A bare count is the expected answer, namely the number of lines in the records that have the word "Deserialize".

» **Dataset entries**
::::
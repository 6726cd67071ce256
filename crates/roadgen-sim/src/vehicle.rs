//! The driving agent.
//!
//! The vehicle always moves forward (toward decreasing y). Steering turns a
//! wheel in `[-1, 1]`; a full turn angles the heading 45 degrees off
//! vertical. Horizontal speed is higher than vertical speed, so steering has
//! a visible effect at the small logical resolutions the track targets.

use serde::{Deserialize, Serialize};

use crate::render::Rect;

/// Wheel change per tick while a steering key is held.
pub const WHEEL_RATE: f64 = 0.01;
/// Distance covered per tick along x at a heading of 0 degrees.
pub const SPEED_X: f64 = 0.4;
/// Distance covered per tick along y at a heading of 90 degrees.
pub const SPEED_Y: f64 = 0.23;
/// Half of the vehicle body's width.
pub const HALF_WIDTH: f64 = 3.0;
/// Half of the vehicle body's height.
pub const HALF_HEIGHT: f64 = 4.0;

// ---------------------------------------------------------------------------
// Steering
// ---------------------------------------------------------------------------

/// Steering input for one tick.
#[derive(Debug, Clone, Copy, Default, PartialEq, Eq, Hash, Serialize, Deserialize)]
pub enum Steering {
    /// No key held; the wheel keeps its position.
    #[default]
    None,
    /// Turn the wheel left.
    Left,
    /// Turn the wheel right.
    Right,
}

// ---------------------------------------------------------------------------
// Vehicle
// ---------------------------------------------------------------------------

/// Position and wheel state of the car.
#[derive(Debug, Clone, PartialEq, Serialize, Deserialize)]
pub struct Vehicle {
    /// Center x.
    pub cx: f64,
    /// Center y.
    pub cy: f64,
    /// Wheel position in `[-1, 1]`; negative steers left.
    pub wheel: f64,
}

impl Vehicle {
    /// A vehicle at `(cx, cy)` with a centered wheel.
    pub fn new(cx: f64, cy: f64) -> Self {
        Self { cx, cy, wheel: 0.0 }
    }

    /// Apply one tick of steering input.
    pub fn steer(&mut self, steering: Steering) {
        match steering {
            Steering::None => {}
            Steering::Left => self.wheel = (self.wheel - WHEEL_RATE).max(-1.0),
            Steering::Right => self.wheel = (self.wheel + WHEEL_RATE).min(1.0),
        }
    }

    /// Heading in degrees; 90 is straight up the track.
    pub fn heading_degrees(&self) -> f64 {
        90.0 - self.wheel * 45.0
    }

    /// Move one tick along the current heading.
    pub fn advance(&mut self) {
        let (dy, dx) = self.heading_degrees().to_radians().sin_cos();
        self.cx += dx * SPEED_X;
        self.cy -= dy * SPEED_Y;
    }

    /// Body rectangle in canvas coordinates relative to `area`.
    pub fn body_rect(&self, area: Rect) -> Rect {
        let left = (self.cx - HALF_WIDTH).round() as i64 - area.min_x;
        let top = (self.cy - HALF_HEIGHT).round() as i64 - area.min_y;
        Rect::new(
            left,
            top,
            left + (2.0 * HALF_WIDTH) as i64,
            top + (2.0 * HALF_HEIGHT) as i64,
        )
    }
}

// ---------------------------------------------------------------------------
// Tests
// ---------------------------------------------------------------------------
::::
» **REPLY**
3